ABOUT THIS EXERCISE
Only lines holding the word "process" are wanted from the records; copy all of them.

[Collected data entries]
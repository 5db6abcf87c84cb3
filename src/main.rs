use clap::error::ErrorKind;
use clap::Parser;
use enterprise_tools::client::HttpTransport;
use enterprise_tools::commands::Cli;
use enterprise_tools::config::CredentialStore;
use enterprise_tools::dispatch::{self, Context};
use enterprise_tools::error::EXIT_CONFIG;
use enterprise_tools::workflow::Report;
use enterprise_tools::ToolsError;
use std::process;
use std::sync::Arc;

fn main() {
    let cli = match Cli::try_parse() {
        Ok(cli) => cli,
        Err(e) => process::exit(usage_exit(&e)),
    };

    if let Err(e) = enterprise_tools::logging::init(cli.verbose) {
        eprintln!("Failed to initialize logging: {}", e);
    }

    let runtime = match tokio::runtime::Builder::new_current_thread()
        .enable_all()
        .build()
    {
        Ok(runtime) => runtime,
        Err(e) => {
            eprintln!("ERROR: {}", ToolsError::Io(e));
            process::exit(EXIT_CONFIG);
        }
    };

    process::exit(runtime.block_on(run(cli)));
}

/// Print a clap error or help text and pick the exit status
fn usage_exit(e: &clap::Error) -> i32 {
    match e.kind() {
        ErrorKind::DisplayHelp | ErrorKind::DisplayVersion => {
            print!("{e}");
            0
        }
        ErrorKind::DisplayHelpOnMissingArgumentOrSubcommand => {
            print!("{e}");
            EXIT_CONFIG
        }
        _ => {
            eprint!("{e}");
            EXIT_CONFIG
        }
    }
}

async fn run(cli: Cli) -> i32 {
    let mut report = Report::new();
    let result = connect(&cli).map(|ctx| (ctx, cli.command));

    let outcome = match result {
        Ok((ctx, command)) => dispatch::run(command, &ctx, &mut report).await,
        Err(e) => Err(e),
    };

    // Partial progress is still reported when a later step failed
    for warning in &report.warnings {
        eprintln!("WARNING: {}", warning);
    }
    for line in &report.lines {
        println!("{}", line);
    }

    match outcome {
        Ok(code) => code,
        Err(e) => {
            eprintln!("ERROR: {}", e);
            if let Some(hint) = e.remediation() {
                eprintln!("{}", hint);
            }
            e.exit_code()
        }
    }
}

fn connect(cli: &Cli) -> enterprise_tools::Result<Context> {
    let store = CredentialStore::standard(cli.config.as_deref());
    let transport = HttpTransport::new()?;
    Ok(Context::new(store, Arc::new(transport)))
}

TASK RESULT
use std::process;
        Err(e) => process::exit(usage_exit(&e)),
            process::exit(EXIT_CONFIG);
    process::exit(runtime.block_on(run(cli)));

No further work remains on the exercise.